# About this task
All entries should be output exactly as they stand.

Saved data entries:
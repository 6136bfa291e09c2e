// [libs/domain/billing-sync/src/errors.rs]
use thiserror::Error;

/// Failures specific to pulling and mapping provider state. A mapped
/// tier that is missing from the manager's own tier registry surfaces
/// as `QuotaError::UnknownTier` from `SetEntitlement`, not from here —
/// this crate only owns the provider-facing half of the pipeline.
#[derive(Error, Debug)]
pub enum BillingError {
    #[error("billing provider request failed: {0}")]
    Provider(String),

    #[error("provider returned a product identifier with no mapping and no '*' fallback: {0}")]
    UnmappedProduct(String),

    #[error("webhook payload could not be parsed: {0}")]
    MalformedEvent(String),

    #[error(transparent)]
    Quota(#[from] quotaforge_domain_models::QuotaError),
}

pub type BillingResult<T> = Result<T, BillingError>;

# Response
repository 6136bfa291e09c2e
// [libs/domain/billing-sync/src/errors.rs]
use thiserror::Error;

/// Failures specific to pulling and mapping provider state. A mapped
/// tier that is missing from the manager's own tier registry surfaces
/// as `QuotaError::UnknownTier` from `SetEntitlement`, not from here —
/// this crate only owns the provider-facing half of the pipeline.
#[derive(Error, Debug)]
pub enum BillingError {
    #[error("billing provider request failed: {0}")]
    Provider(String),

    #[error("provider returned a product identifier with no mapping and no '*' fallback: {0}")]
    UnmappedProduct(String),

    #[error("webhook payload could not be parsed: {0}")]
    MalformedEvent(String),

    #[error(transparent)]
    Quota(#[from] quotaforge_domain_models::QuotaError),
}

pub type BillingResult<T> = Result<T, BillingError>;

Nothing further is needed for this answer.